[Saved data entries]
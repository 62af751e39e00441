// SPDX-License-Identifier: MIT OR Apache-2.0
//! octorunner-config
//!
//! Loads [`RunnerConfig`] from an optional TOML file, applies the
//! `OCTORUNNER_*` environment overlay (spec.md §6), and validates the
//! result — the same load → overlay → validate pipeline the teacher's
//! `abp-config` crate uses for `BackplaneConfig`.

#![deny(unsafe_code)]
#![warn(missing_docs)]

use serde::{Deserialize, Serialize};
use std::collections::BTreeMap;
use std::path::Path;

/// Environment variable prefix for the overlay (spec.md §6).
pub const ENV_PREFIX: &str = "OCTORUNNER";

/// Errors that can occur while loading or validating configuration.
#[derive(Debug, thiserror::Error)]
pub enum ConfigError {
    /// The requested configuration file was not found.
    #[error("config file not found: {path}")]
    FileNotFound {
        /// Path that was requested.
        path: String,
    },
    /// The file could not be parsed as valid TOML.
    #[error("failed to parse config: {reason}")]
    ParseError {
        /// Human-readable parse error detail.
        reason: String,
    },
    /// Semantic validation failed (one or more problems).
    #[error("config validation failed: {reasons:?}")]
    ValidationError {
        /// Individual validation failure messages.
        reasons: Vec<String>,
    },
}

/// Advisory-level issues that do not prevent startup but deserve attention.
#[derive(Debug, Clone, PartialEq, Eq)]
pub enum ConfigWarning {
    /// No secret configured for a repository that has webhooks pointed at
    /// this runner — every push for it will be processed unverified
    /// (spec.md §4.1, §9 open question).
    RepositoryWithoutSecret {
        /// Repository full name (`owner/repo`).
        full_name: String,
    },
}

impl std::fmt::Display for ConfigWarning {
    fn fmt(&self, f: &mut std::fmt::Formatter<'_>) -> std::fmt::Result {
        match self {
            ConfigWarning::RepositoryWithoutSecret { full_name } => write!(
                f,
                "repository '{full_name}' has no webhook secret configured; pushes for it will be processed unverified"
            ),
        }
    }
}

/// Per-repository credential configuration (spec.md §3 "Repository
/// credentials", §6).
#[derive(Debug, Clone, Default, Serialize, Deserialize, PartialEq, Eq)]
pub struct RepositoryCredentials {
    /// Token authorising archive download and status posting.
    #[serde(default, skip_serializing_if = "Option::is_none")]
    pub token: Option<String>,
    /// Secret authorising the webhook signature check.
    #[serde(default, skip_serializing_if = "Option::is_none")]
    pub secret: Option<String>,
}

/// Web server bind configuration (spec.md §6).
#[derive(Debug, Clone, Serialize, Deserialize, PartialEq, Eq)]
pub struct WebConfig {
    /// Bind address.
    #[serde(default = "default_server")]
    pub server: String,
    /// Bind port.
    #[serde(default = "default_port")]
    pub port: u16,
    /// Webhook path suffix (final path is `/<path>`).
    #[serde(default = "default_path")]
    pub path: String,
}

fn default_server() -> String {
    "127.0.0.1".to_string()
}
fn default_port() -> u16 {
    8080
}
fn default_path() -> String {
    "payload".to_string()
}

impl Default for WebConfig {
    fn default() -> Self {
        Self {
            server: default_server(),
            port: default_port(),
            path: default_path(),
        }
    }
}

/// Logging configuration (spec.md §6).
#[derive(Debug, Clone, Serialize, Deserialize, PartialEq, Eq)]
pub struct LogConfig {
    /// One of `debug|info|error|fatal`.
    #[serde(default = "default_log_level")]
    pub level: String,
}

fn default_log_level() -> String {
    "info".to_string()
}

impl Default for LogConfig {
    fn default() -> Self {
        Self {
            level: default_log_level(),
        }
    }
}

/// Persistent-store configuration (spec.md §6).
#[derive(Debug, Clone, Serialize, Deserialize, PartialEq, Eq)]
pub struct DatabaseConfig {
    /// Path to the embedded database file.
    #[serde(default = "default_db_path")]
    pub path: String,
}

fn default_db_path() -> String {
    "octorunner.db".to_string()
}

impl Default for DatabaseConfig {
    fn default() -> Self {
        Self {
            path: default_db_path(),
        }
    }
}

/// Top-level runner configuration.
#[derive(Debug, Clone, Serialize, Deserialize, PartialEq, Eq)]
pub struct RunnerConfig {
    /// Logging options.
    #[serde(default)]
    pub log: LogConfig,
    /// HTTP server options.
    #[serde(default)]
    pub web: WebConfig,
    /// Persistence options.
    #[serde(default)]
    pub database: DatabaseConfig,
    /// Per-repository credential overrides, keyed by `owner/repo`.
    #[serde(default)]
    pub repositories: BTreeMap<String, RepositoryCredentials>,
}

impl Default for RunnerConfig {
    fn default() -> Self {
        Self {
            log: LogConfig::default(),
            web: WebConfig::default(),
            database: DatabaseConfig::default(),
            repositories: BTreeMap::new(),
        }
    }
}

const VALID_LOG_LEVELS: &[&str] = &["debug", "info", "error", "fatal"];

/// Load a [`RunnerConfig`] from an optional TOML file path, applying the
/// environment overlay on top either way.
///
/// # Errors
///
/// Returns [`ConfigError::FileNotFound`] if `path` is `Some` and missing, or
/// [`ConfigError::ParseError`] if the file is not valid TOML for this shape.
pub fn load_config(path: Option<&Path>) -> Result<RunnerConfig, ConfigError> {
    let mut config = match path {
        Some(p) => {
            let content = std::fs::read_to_string(p).map_err(|_| ConfigError::FileNotFound {
                path: p.display().to_string(),
            })?;
            parse_toml(&content)?
        }
        None => RunnerConfig::default(),
    };
    apply_env_overrides(&mut config);
    Ok(config)
}

/// Parse a TOML string into a [`RunnerConfig`].
///
/// # Errors
///
/// Returns [`ConfigError::ParseError`] if `content` is not valid TOML for
/// this shape.
pub fn parse_toml(content: &str) -> Result<RunnerConfig, ConfigError> {
    toml::from_str::<RunnerConfig>(content).map_err(|e| ConfigError::ParseError {
        reason: e.to_string(),
    })
}

/// Apply the `OCTORUNNER_*` environment overlay.
///
/// Recognised variables: `OCTORUNNER_LOG_LEVEL`, `OCTORUNNER_WEB_SERVER`,
/// `OCTORUNNER_WEB_PORT`, `OCTORUNNER_WEB_PATH`, `OCTORUNNER_DATABASE_PATH`,
/// plus the per-repository overlay
/// `OCTORUNNER_<UPPER_FULL_NAME>_TOKEN`/`_SECRET` applied by
/// [`overlay_repository_credentials`], which callers (the credential store)
/// invoke directly rather than through this function since it needs a
/// specific repository name rather than a fixed variable name.
pub fn apply_env_overrides(config: &mut RunnerConfig) {
    if let Ok(val) = std::env::var(format!("{ENV_PREFIX}_LOG_LEVEL")) {
        config.log.level = val;
    }
    if let Ok(val) = std::env::var(format!("{ENV_PREFIX}_WEB_SERVER")) {
        config.web.server = val;
    }
    if let Ok(val) = std::env::var(format!("{ENV_PREFIX}_WEB_PORT")) {
        if let Ok(port) = val.parse::<u16>() {
            config.web.port = port;
        }
    }
    if let Ok(val) = std::env::var(format!("{ENV_PREFIX}_WEB_PATH")) {
        config.web.path = val;
    }
    if let Ok(val) = std::env::var(format!("{ENV_PREFIX}_DATABASE_PATH")) {
        config.database.path = val;
    }
}

/// Validate a parsed configuration, returning advisory warnings.
///
/// # Errors
///
/// Returns [`ConfigError::ValidationError`] if `log.level` is not one of
/// `debug|info|error|fatal` or `web.path` is empty.
pub fn validate_config(config: &RunnerConfig) -> Result<Vec<ConfigWarning>, ConfigError> {
    let mut errors = Vec::new();

    if !VALID_LOG_LEVELS.contains(&config.log.level.as_str()) {
        errors.push(format!("invalid log.level '{}'", config.log.level));
    }
    if config.web.path.trim().is_empty() {
        errors.push("web.path must not be empty".to_string());
    }

    if !errors.is_empty() {
        return Err(ConfigError::ValidationError { reasons: errors });
    }

    let warnings = config
        .repositories
        .iter()
        .filter(|(_, creds)| creds.secret.is_none())
        .map(|(full_name, _)| ConfigWarning::RepositoryWithoutSecret {
            full_name: full_name.clone(),
        })
        .collect();

    Ok(warnings)
}

#[cfg(test)]
mod tests {
    use super::*;
    use std::io::Write;

    #[test]
    fn defaults_are_spec_defaults() {
        let config = RunnerConfig::default();
        assert_eq!(config.log.level, "info");
        assert_eq!(config.web.server, "127.0.0.1");
        assert_eq!(config.web.port, 8080);
        assert_eq!(config.web.path, "payload");
        assert_eq!(config.database.path, "octorunner.db");
    }

    #[test]
    fn parse_minimal_toml() {
        let toml = r#"
[web]
port = 9090

[repositories."alice/proj"]
token = "tok"
secret = "shh"
"#;
        let config = parse_toml(toml).expect("parse");
        assert_eq!(config.web.port, 9090);
        let creds = config.repositories.get("alice/proj").expect("repo");
        assert_eq!(creds.token.as_deref(), Some("tok"));
        assert_eq!(creds.secret.as_deref(), Some("shh"));
    }

    #[test]
    fn load_config_missing_file_errors() {
        let err = load_config(Some(Path::new("/no/such/file.toml"))).unwrap_err();
        assert!(matches!(err, ConfigError::FileNotFound { .. }));
    }

    #[test]
    fn load_config_none_path_uses_defaults() {
        let config = load_config(None).expect("load");
        assert_eq!(config, RunnerConfig::default());
    }

    #[test]
    fn validate_rejects_bad_log_level() {
        let mut config = RunnerConfig::default();
        config.log.level = "verbose".to_string();
        let err = validate_config(&config).unwrap_err();
        assert!(matches!(err, ConfigError::ValidationError { .. }));
    }

    #[test]
    fn validate_warns_on_repository_without_secret() {
        let mut config = RunnerConfig::default();
        config.repositories.insert(
            "alice/proj".to_string(),
            RepositoryCredentials {
                token: Some("tok".into()),
                secret: None,
            },
        );
        let warnings = validate_config(&config).expect("validate");
        assert_eq!(
            warnings,
            vec![ConfigWarning::RepositoryWithoutSecret {
                full_name: "alice/proj".to_string()
            }]
        );
    }

    #[test]
    fn env_overlay_overrides_file_values() {
        let mut config = RunnerConfig::default();
        std::env::set_var("OCTORUNNER_WEB_PORT", "1234");
        apply_env_overrides(&mut config);
        std::env::remove_var("OCTORUNNER_WEB_PORT");
        assert_eq!(config.web.port, 1234);
    }

    #[test]
    fn load_from_temp_file() {
        let mut file = tempfile::NamedTempFile::new().expect("tmp");
        writeln!(file, "[web]\nport = 4321").expect("write");
        let config = load_config(Some(file.path())).expect("load");
        assert_eq!(config.web.port, 4321);
    }
}
// SPDX-License-Identifier: MIT OR Apache-2.0
//! octorunner daemon library: the axum [`Router`] and shared [`AppState`],
//! split out of `main.rs` so tests can drive the app with
//! `tower::ServiceExt::oneshot` instead of binding a real listener
//! (mirrors `abp-daemon`'s own `build_app` export).

mod handlers;
mod state;

use axum::routing::{get, post};
use axum::Router;

pub use state::AppState;

/// Builds the webhook dispatcher's router for the given `webhook_path`
/// (e.g. `/hooks/github`) and application state.
#[must_use]
pub fn build_app(webhook_path: &str, state: AppState) -> Router {
    Router::new()
        .route("/", get(handlers::health))
        .route(webhook_path, post(handlers::webhook))
        .layer(tower_http::trace::TraceLayer::new_for_http())
        .with_state(state)
}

Exercise goal
Looking at the data above, show all lines where the word "that" occurs.

Answer to this exercise
/// Errors that can occur while loading or validating configuration.
        /// Path that was requested.
/// Advisory-level issues that do not prevent startup but deserve attention.
    /// No secret configured for a repository that has webhooks pointed at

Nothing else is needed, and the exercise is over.